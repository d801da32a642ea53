use std::fs;
use std::path::Path;

use anyhow::{Context, Result};
use crossterm::style::{self, Stylize};

use crate::config::{AppConfig, ImageSource, RunParams};
use crate::image::Image;
use crate::image::archive::ArchiveImage;
use crate::image::daemon::DaemonImage;
use crate::label;
use crate::metadata::Metadata;
use crate::pipeline::{Outcome, Pipeline};
use crate::progress::Spinner;

pub fn run(cfg: &AppConfig) -> Result<()> {
    let spinner = Spinner::new("Opening image...");
    let image = match open_image(cfg) {
        Ok(image) => image,
        Err(err) => {
            spinner.fail("Could not open image");
            return Err(err);
        }
    };

    spinner.set_message("Collecting dependency metadata...");
    let outcome = match collect(image.as_ref(), &cfg.params) {
        Ok(outcome) => outcome,
        Err(err) => {
            spinner.fail("Metadata collection aborted");
            return Err(err);
        }
    };
    spinner.finish(summary(&outcome));

    if let Some(path) = &cfg.metadata_file {
        write_metadata_file(path, &outcome.metadata)?;
        eprintln!(
            "{} Wrote {}",
            "✔".green(),
            style::style(path.display()).cyan()
        );
    }

    let spinner = Spinner::new("Writing label...");
    let digest = match label::write(image.as_ref(), &outcome.metadata) {
        Ok(digest) => digest,
        Err(err) => {
            spinner.fail("Labelling failed");
            return Err(err).context("Failed to label image");
        }
    };
    spinner.finish(format!("Labelled {}", describe(cfg)));

    println!("{digest}");
    Ok(())
}

fn open_image(cfg: &AppConfig) -> Result<Box<dyn Image>> {
    let image: Box<dyn Image> = match &cfg.source {
        ImageSource::Reference(reference) => Box::new(
            DaemonImage::open(cfg.docker.clone(), reference.clone(), cfg.tag.clone())
                .with_context(|| format!("Failed to open image {reference}"))?,
        ),
        ImageSource::Archive(path) => {
            let output = cfg
                .output_tar
                .clone()
                .unwrap_or_else(|| ArchiveImage::default_output_path(path));
            Box::new(
                ArchiveImage::open(path, output, cfg.tag.clone())
                    .with_context(|| format!("Failed to open image archive {}", path.display()))?,
            )
        }
    };
    Ok(image)
}

/// Run the standard providers against `image`.
pub fn collect(image: &dyn Image, params: &RunParams) -> Result<Outcome> {
    Pipeline::standard()
        .run(image, params)
        .context("Failed to collect image metadata")
}

/// Pretty-printed copy of the document, for humans and CI artifacts.
pub fn write_metadata_file(path: &Path, metadata: &Metadata) -> Result<()> {
    let json = serde_json::to_string_pretty(metadata)?;
    fs::write(path, json + "\n")
        .with_context(|| format!("Failed to write metadata to {}", path.display()))
}

fn summary(outcome: &Outcome) -> String {
    let base = &outcome.metadata.base;
    let mut line = format!(
        "Collected {} dependencies ({})",
        outcome.metadata.dependencies.len(),
        if base.is_unknown() {
            "unknown base"
        } else {
            base.pretty_name.as_str()
        }
    );
    if !outcome.errors.is_empty() {
        line.push_str(&format!(", {} providers skipped", outcome.errors.len()));
    }
    line
}

fn describe(cfg: &AppConfig) -> String {
    match &cfg.source {
        ImageSource::Reference(reference) => reference.clone(),
        ImageSource::Archive(path) => cfg
            .output_tar
            .clone()
            .unwrap_or_else(|| ArchiveImage::default_output_path(path))
            .display()
            .to_string(),
    }
}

» Problem description: Some lines in the records may hold "ArchiveImage"; state how many do, and give no more than that number.

» Task solution: 4